Secondly, that this Salt is a Neutral Ammoniacal Salt, consisting of a Volatile Alkali, (which can never be extracted from it but in a liquid form, like that which is separated from Urine by the addition of Lime); and of an Acid of a very singular nature, the most remarkable property of which is, its being so fixed as to resist the violence of fire, and turn into a sort of glass rather than exhale in vapours. This is that Acid which, according to Mr. Marggraff's experiments, forms the combination of Phosphorus when united with the Phlogiston. The other properties of this singular Acid are the principal objects of Mr. Marggraff's inquiries.
It follows, in the third place, from Mr. Schlosser's experiments, that this Acid, being combined to the point of saturation with a common Volatile Alkali, forms a true, regenerated Salt of Urine; and that, by this union, the nature of the Volatile Alkali is so changed, that it cannot afterwards appear by itself in a concrete form, but is always fluid, like that which is extricated by the additament of lime.
If Fixed Alkalis be mixed with fresh Urine, they immediately separate from it a Volatile Alkali; and, if the mixture be quickly put into an alembic, and distilled, the first liquor that rises is a Volatile Spirit: or else a Volatile Alkali in a concrete form will rise first, provided the Fixed Alkali made use of be not liquid, and the Urine be dephlegmated.

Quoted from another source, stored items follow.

//! Materialization records and claim semantics
//!
//! Every attempt to materialize an (asset, partition) pair is stored as its
//! own record keyed by attempt id. A separate "current" pointer per pair
//! names the attempt that currently speaks for the pair; older attempts stay
//! in history.
//!
//! The rules for when a new attempt may take over the pointer live here so
//! that every store backend enforces exactly the same conditions.

use cadence_core::{AssetKey, CheckResult, ComputeTier, OutputMetadata, PartitionKey, RunHandle, RunReason};
use chrono::{DateTime, Utc};
use serde::{Deserialize, Serialize};
use std::fmt;
use std::str::FromStr;
use uuid::Uuid;

/// Status of one materialization attempt
#[derive(Debug, Clone, Copy, PartialEq, Eq, Hash, Serialize, Deserialize)]
#[serde(rename_all = "snake_case")]
pub enum MaterializationStatus {
    InProgress,
    Success,
    Failed,
    Cancelled,
}

impl MaterializationStatus {
    pub fn as_str(&self) -> &'static str {
        match self {
            MaterializationStatus::InProgress => "in_progress",
            MaterializationStatus::Success => "success",
            MaterializationStatus::Failed => "failed",
            MaterializationStatus::Cancelled => "cancelled",
        }
    }

    pub fn is_terminal(&self) -> bool {
        !matches!(self, MaterializationStatus::InProgress)
    }

    /// Only `InProgress -> terminal` transitions exist
    pub fn can_transition_to(&self, next: MaterializationStatus) -> bool {
        matches!(self, MaterializationStatus::InProgress) && next.is_terminal()
    }
}

impl fmt::Display for MaterializationStatus {
    fn fmt(&self, f: &mut fmt::Formatter<'_>) -> fmt::Result {
        write!(f, "{}", self.as_str())
    }
}

impl FromStr for MaterializationStatus {
    type Err = crate::Error;

    fn from_str(s: &str) -> Result<Self, Self::Err> {
        match s {
            "in_progress" => Ok(MaterializationStatus::InProgress),
            "success" => Ok(MaterializationStatus::Success),
            "failed" => Ok(MaterializationStatus::Failed),
            "cancelled" => Ok(MaterializationStatus::Cancelled),
            other => Err(crate::Error::ValidationError(format!(
                "Invalid materialization status: {other}"
            ))),
        }
    }
}

/// Distinguishes why an attempt failed
#[derive(Debug, Clone, Copy, PartialEq, Eq, Hash, Serialize, Deserialize)]
#[serde(rename_all = "snake_case")]
pub enum FailureKind {
    /// Infrastructure error or timeout; eligible for retry
    Transient,

    /// The asset's own computation raised an error
    Logical,

    /// The computation succeeded but a blocking check failed or errored
    QualityGateBlocking,
}

impl FailureKind {
    pub fn as_str(&self) -> &'static str {
        match self {
            FailureKind::Transient => "transient",
            FailureKind::Logical => "logical",
            FailureKind::QualityGateBlocking => "quality_gate_blocking",
        }
    }
}

impl fmt::Display for FailureKind {
    fn fmt(&self, f: &mut fmt::Formatter<'_>) -> fmt::Result {
        write!(f, "{}", self.as_str())
    }
}

impl FromStr for FailureKind {
    type Err = crate::Error;

    fn from_str(s: &str) -> Result<Self, Self::Err> {
        match s {
            "transient" => Ok(FailureKind::Transient),
            "logical" => Ok(FailureKind::Logical),
            "quality_gate_blocking" => Ok(FailureKind::QualityGateBlocking),
            other => Err(crate::Error::ValidationError(format!(
                "Invalid failure kind: {other}"
            ))),
        }
    }
}

/// Reason attached to every failed attempt
#[derive(Debug, Clone, PartialEq, Eq, Serialize, Deserialize)]
pub struct FailureInfo {
    pub kind: FailureKind,
    pub reason: String,
}

impl FailureInfo {
    pub fn transient(reason: impl Into<String>) -> Self {
        Self {
            kind: FailureKind::Transient,
            reason: reason.into(),
        }
    }

    pub fn logical(reason: impl Into<String>) -> Self {
        Self {
            kind: FailureKind::Logical,
            reason: reason.into(),
        }
    }

    pub fn quality_gate(reason: impl Into<String>) -> Self {
        Self {
            kind: FailureKind::QualityGateBlocking,
            reason: reason.into(),
        }
    }
}

impl fmt::Display for FailureInfo {
    fn fmt(&self, f: &mut fmt::Formatter<'_>) -> fmt::Result {
        write!(f, "{}: {}", self.kind, self.reason)
    }
}

/// Content signature of an upstream pair as read by an attempt
#[derive(Debug, Clone, PartialEq, Eq, Serialize, Deserialize)]
pub struct UpstreamSignature {
    pub asset_key: AssetKey,
    pub partition_key: PartitionKey,
    pub attempt_id: Uuid,
    pub content_signature: String,
}

/// One materialization attempt of an (asset, partition) pair
#[derive(Debug, Clone, PartialEq, Serialize, Deserialize)]
pub struct MaterializationRecord {
    pub attempt_id: Uuid,

    /// Batch that scheduled the attempt
    pub run_id: Uuid,

    pub asset_key: AssetKey,
    pub partition_key: PartitionKey,

    /// 1 for a fresh claim, incremented by each transient retry
    pub attempt_number: u32,

    /// Coordinator instance that claimed the attempt
    pub owner: String,

    pub reason: RunReason,
    pub source_version: Option<String>,
    pub status: MaterializationStatus,
    pub compute_tier: ComputeTier,
    pub started_at: DateTime<Utc>,
    pub completed_at: Option<DateTime<Utc>>,
    pub content_signature: Option<String>,
    pub upstream_signatures: Vec<UpstreamSignature>,
    pub check_results: Vec<CheckResult>,
    pub output_metadata: OutputMetadata,
    pub failure: Option<FailureInfo>,
    pub executor_handle: Option<RunHandle>,
}

impl MaterializationRecord {
    pub fn is_success(&self) -> bool {
        self.status == MaterializationStatus::Success
    }

    pub fn is_in_progress(&self) -> bool {
        self.status == MaterializationStatus::InProgress
    }

    pub fn failure_kind(&self) -> Option<FailureKind> {
        self.failure.as_ref().map(|f| f.kind)
    }

    /// Signature of the upstream pair this attempt read, if recorded
    pub fn upstream_signature(&self, asset: &AssetKey, partition: &PartitionKey) -> Option<&str> {
        self.upstream_signatures
            .iter()
            .find(|s| &s.asset_key == asset && &s.partition_key == partition)
            .map(|s| s.content_signature.as_str())
    }

    /// Apply a completion to an in-progress record
    pub(crate) fn complete(&mut self, completion: Completion, now: DateTime<Utc>) {
        self.status = completion.status;
        self.completed_at = Some(now);
        self.content_signature = completion.content_signature;
        self.check_results = completion.check_results;
        self.output_metadata = completion.output_metadata;
        self.failure = completion.failure;
    }

    /// Next attempt of the same pair after a transient failure
    pub(crate) fn next_attempt(&self, now: DateTime<Utc>) -> MaterializationRecord {
        MaterializationRecord {
            attempt_id: Uuid::new_v4(),
            attempt_number: self.attempt_number + 1,
            status: MaterializationStatus::InProgress,
            started_at: now,
            completed_at: None,
            content_signature: None,
            check_results: Vec::new(),
            output_metadata: OutputMetadata::new(),
            failure: None,
            executor_handle: None,
            ..self.clone()
        }
    }
}

/// Request to claim an (asset, partition) pair for a new attempt
#[derive(Debug, Clone, PartialEq)]
pub struct ClaimRequest {
    pub run_id: Uuid,
    pub asset_key: AssetKey,
    pub partition_key: PartitionKey,
    pub reason: RunReason,

    /// Attempt the caller believes is current (`None` for a never-run pair)
    pub expected_current: Option<Uuid>,

    pub owner: String,
    pub compute_tier: ComputeTier,
    pub upstream_signatures: Vec<UpstreamSignature>,
}

impl ClaimRequest {
    /// Whether this request may take the pointer from `current`
    ///
    /// The pointer must still name the attempt the caller observed, nothing
    /// may be in progress, and a successful attempt is only replaced when
    /// the request's reason supersedes it.
    pub fn is_allowed(&self, current: Option<&MaterializationRecord>) -> bool {
        if current.map(|r| r.attempt_id) != self.expected_current {
            return false;
        }
        match current {
            None => true,
            Some(record) => match record.status {
                MaterializationStatus::InProgress => false,
                MaterializationStatus::Failed | MaterializationStatus::Cancelled => true,
                MaterializationStatus::Success => self.supersedes(record),
            },
        }
    }

    /// Whether the request's reason justifies replacing a success
    pub fn supersedes(&self, success: &MaterializationRecord) -> bool {
        match &self.reason {
            RunReason::Missing => false,
            reason => match reason.source_version() {
                Some(version) => success.source_version.as_deref() != Some(version.as_str()),
                None => true,
            },
        }
    }

    /// Build the record written on a successful claim
    pub fn into_record(self, now: DateTime<Utc>) -> MaterializationRecord {
        let source_version = self.reason.source_version();
        MaterializationRecord {
            attempt_id: Uuid::new_v4(),
            run_id: self.run_id,
            asset_key: self.asset_key,
            partition_key: self.partition_key,
            attempt_number: 1,
            owner: self.owner,
            reason: self.reason,
            source_version,
            status: MaterializationStatus::InProgress,
            compute_tier: self.compute_tier,
            started_at: now,
            completed_at: None,
            content_signature: None,
            upstream_signatures: self.upstream_signatures,
            check_results: Vec::new(),
            output_metadata: OutputMetadata::new(),
            failure: None,
            executor_handle: None,
        }
    }
}

/// Result of a claim
#[derive(Debug, Clone, PartialEq)]
pub enum ClaimOutcome {
    /// The new in-progress attempt now owns the pair
    Claimed(MaterializationRecord),

    /// Another attempt owns the pair or the caller's view was stale
    Conflict {
        current: Option<Box<MaterializationRecord>>,
    },
}

impl ClaimOutcome {
    pub fn is_claimed(&self) -> bool {
        matches!(self, ClaimOutcome::Claimed(_))
    }
}

/// Terminal result applied to an in-progress attempt
#[derive(Debug, Clone, PartialEq)]
pub struct Completion {
    pub status: MaterializationStatus,
    pub content_signature: Option<String>,
    pub check_results: Vec<CheckResult>,
    pub output_metadata: OutputMetadata,
    pub failure: Option<FailureInfo>,
}

impl Completion {
    pub fn success(
        content_signature: impl Into<String>,
        output_metadata: OutputMetadata,
        check_results: Vec<CheckResult>,
    ) -> Self {
        Self {
            status: MaterializationStatus::Success,
            content_signature: Some(content_signature.into()),
            check_results,
            output_metadata,
            failure: None,
        }
    }

    pub fn failed(failure: FailureInfo) -> Self {
        Self {
            status: MaterializationStatus::Failed,
            content_signature: None,
            check_results: Vec::new(),
            output_metadata: OutputMetadata::new(),
            failure: Some(failure),
        }
    }

    /// A computation that succeeded but was rejected by the quality gate
    pub fn blocked(
        content_signature: impl Into<String>,
        output_metadata: OutputMetadata,
        check_results: Vec<CheckResult>,
        reason: impl Into<String>,
    ) -> Self {
        Self {
            status: MaterializationStatus::Failed,
            content_signature: Some(content_signature.into()),
            check_results,
            output_metadata,
            failure: Some(FailureInfo::quality_gate(reason)),
        }
    }

    pub fn cancelled() -> Self {
        Self {
            status: MaterializationStatus::Cancelled,
            content_signature: None,
            check_results: Vec::new(),
            output_metadata: OutputMetadata::new(),
            failure: None,
        }
    }
}

/// Result of finalizing an attempt
#[derive(Debug, Clone, PartialEq)]
pub enum FinalizeOutcome {
    Finalized(MaterializationRecord),

    /// The attempt was no longer in progress (cancelled or already final);
    /// the completion was discarded
    NotInProgress(MaterializationRecord),
}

Herein Urine resembles other animal matters: for Fixed Alkalis produce the same effect on them. This affords us good grounds for believing that all animal matters contain a Neutral Salt of an Ammoniacal nature, which the Fixed Alkali decomposes, as it doth all other Ammoniacal Salts. Quick-lime also extricates from Urine a Volatile Alkali, still more quick and pungent than that which is separated by a Fixed Alkali, and which constantly remains liquid without ever putting on a concrete form: and this is another proof of the existence of the Ammoniacal Salt above-mentioned; for quick-lime hath just the same effect on Sal-Ammoniac, as we shall see in its place. Mr. Schlosser's experiments, compared with those now mentioned, seem to shew that the Urine contains several distinct sorts of Ammoniacal Salts.
Of all the liquors which animals afford, Urine putrefies the most easily, and by putrefaction parts with, or forms, the greatest quantity of Volatile Alkali. If it be distilled when putrefied, there comes over first a Spirit impregnated with much Volatile Alkali; then an aqueous liquor, which Van Helmont assures us is a medicine of wonderful efficacy in dissolving the stone in the bladder. When all this water is come over, and the remaining matter is almost dry, there ascends, on increasing the fire, a yellow Oil, together with a Volatile Salt.
After this there remains in the retort a black charred earthy matter, containing a great deal of Sea-salt. If this matter be calcined in the open air, in order to consume its Phlogiston, and be afterwards lixiviated, all the Sea-salt it contains may by this means be easily separated; nothing but its earth being left behind. This caput mortuum contains also the materials proper for forming Kunckel's Phosphorus; and if, instead of calcining it in the open air, it be urged with a violent fire, in close vessels, it will yield a Phosphorus: but then all the precautions recommended on the subject of Phosphorus must be used; and, in particular, the caput mortuum must be lixiviated before it be distilled, in order to free it from part of the Sea-salt contained therein; because too much of that Salt might defeat the operator, by not only melting itself, but melting also the containing vessel during the operation.